Todo para matar una parte de sí; acometer un homicidio o, mejor aún, suicidio del ser. Sentirse morir y renacer. Hemos roto los esquemas y los límites que nos habían impuesto tocando el cielo y descendiendo a los infiernos, y aun así, en medio del caos, sigue habiendo raíz. La raíz que nos ampara y ata a la tierra para que estiremos bien las ramas —nuestros brazos— y nos superemos para llegar más alto. Entonces, la niña que se ha convertido en mujer en este segundo cuadro y movimiento, siente su pelo ingrávido y su vestimenta no es más que una tela ligera. Su brazos, bien pueden ser los pétalos de esas flores que descubrió, con las que se identificó hacía años y ahora le sirven de protección para que no olvide de dónde vino. Y aunque crea que se ha perdido, que no encuentra su esfera, debe saber que está sentada sobre ella. En efecto, no es la misma. Ha salido reforzada, ha querido Salir distinto, y eso le permite crear, sembrar de nuevo. Después de la deconstrucción, se plantea construir lo que llama Mi Jardín: la Madurez verde, serena y apacible.

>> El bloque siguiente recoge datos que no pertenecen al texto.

//! Standard pipeline assembled from configuration.
//!
//! ```text
//! range_filter ─▶ normalize ─▶ anomaly_detector ─▶ trend_analyzer ─▶ aggregation
//! ```
//!
//! Aggregation turns each observation into a window snapshot, so it closes
//! the chain. `normalize` is skipped when disabled.

use tracing::info;

use super::Pipeline;
use crate::config::PipelineConfig;
use crate::stages::{
    AggregationProcessor, AnomalyDetector, FilterProcessor, TransformProcessor, TrendAnalyzer,
};

/// Build the standard chain. The returned pipeline is not started.
pub fn build_pipeline(config: &PipelineConfig) -> Pipeline {
    let mut pipeline = Pipeline::new(config.pipeline.name.clone());

    pipeline.add_stage(FilterProcessor::range(
        config.filter.min_value,
        config.filter.max_value,
    ));

    if config.normalize.enabled {
        pipeline.add_stage(TransformProcessor::normalize(config.normalize.scale));
    }

    pipeline
        .add_stage(AnomalyDetector::with_config(&config.anomaly))
        .add_stage(TrendAnalyzer::with_config(&config.trend))
        .add_stage(AggregationProcessor::new(config.aggregation.window_size));

    info!(
        pipeline = %pipeline.name(),
        stages = ?pipeline.stage_names(),
        "[Pipeline] Built from config"
    );
    pipeline
}

#[cfg(test)]
mod tests {
    use super::*;
    use crate::types::{Observation, PipelineItem};

    #[test]
    fn test_default_stage_order() {
        let pipeline = build_pipeline(&PipelineConfig::default());
        assert_eq!(
            pipeline.stage_names(),
            vec!["range_filter", "normalize", "anomaly_detector", "trend_analyzer", "aggregation"]
        );
        assert!(!pipeline.is_running());
    }

    #[test]
    fn test_normalize_can_be_disabled() {
        let mut config = PipelineConfig::default();
        config.normalize.enabled = false;
        let pipeline = build_pipeline(&config);
        assert_eq!(pipeline.len(), 4);
        assert!(!pipeline.stage_names().contains(&"normalize"));
    }

    #[tokio::test]
    async fn test_built_pipeline_ends_in_aggregate() {
        let mut config = PipelineConfig::default();
        config.filter.max_value = Some(100.0);
        let mut pipeline = build_pipeline(&config);
        pipeline.start();

        let out = pipeline.push(Observation::new(10.0)).await.unwrap();
        match out {
            Some(PipelineItem::Aggregate(agg)) => {
                assert_eq!(agg.count, 1);
                assert_eq!(agg.mean, 10.0);
            }
            other => panic!("expected aggregate, got {other:?}"),
        }

        assert!(pipeline.push(Observation::new(150.0)).await.unwrap().is_none());
        assert_eq!(pipeline.stats()[0].filtered, Some(1));
    }
}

Llaman los años de la claridad, de saber despejar y limpiar el ramaje que entorpece y afea la vía por la que caminamos. De coser los jirones de las ropas que llevamos. De no pensar en el futuro, más bien de mimar el presente y, por ende, lo que se tiene., lo que hemos ido acumulando a lo largo de los años, y ya no hay prisa ni impaciencia por llegar a ningún sitio. Estamos donde siempre habíamos querido, rodeados de lo que siempre habíamos soñado, y cuando sopesamos el momento en el que nos encontramos, nos damos cuenta de que, en realidad, todo nos llegó cuando debía. Será por eso, que, quizá, en esas dos décadas que conforman el tercer movimiento creado por Pérez Cruz, nos insta con tres temas, un coro y dos dúos, a valorar el abrazo, la intimidad y la amistad. El silencio y la escucha. Los diálogos y monólogos que tenemos con nosotros mismos, como aquellos que exponemos ante quienes nos han desenmascarado porque les hemos permitido hacerlo. Se han ganado el derecho, o bien nosotros, por nuestra parte, hemos aprendido a quitarnos las caretas y a mostrar lo que tanto empeño pusimos en esconder u ocultar años atrás. Tras haber buscado “el hueco amable entre las grietas”, hemos embellecido lo que consideramos nuestra fragilidad y nuestra miseria. Y, en virtud de ello, demandamos un cantar de casa, acústico, que podemos interpretar, e interpelar, a capella en torno al fuego y acompañados por una guitarra, pues no hay alarde de emoción y tampoco intensidad sobrepasada, sino recogimiento y templanza. Ya no hay reparo en pedir Ayuda, ya no nos importa entonar:
«Cerrando la boca digo,
a pesar del desconcierto,
con ventana y cielo abierto
desabróchate el vestido,
el corazón y el abrigo,
que esta noche escribo fuerte,
olvidando miedo y muerte,
Mi última canción triste…»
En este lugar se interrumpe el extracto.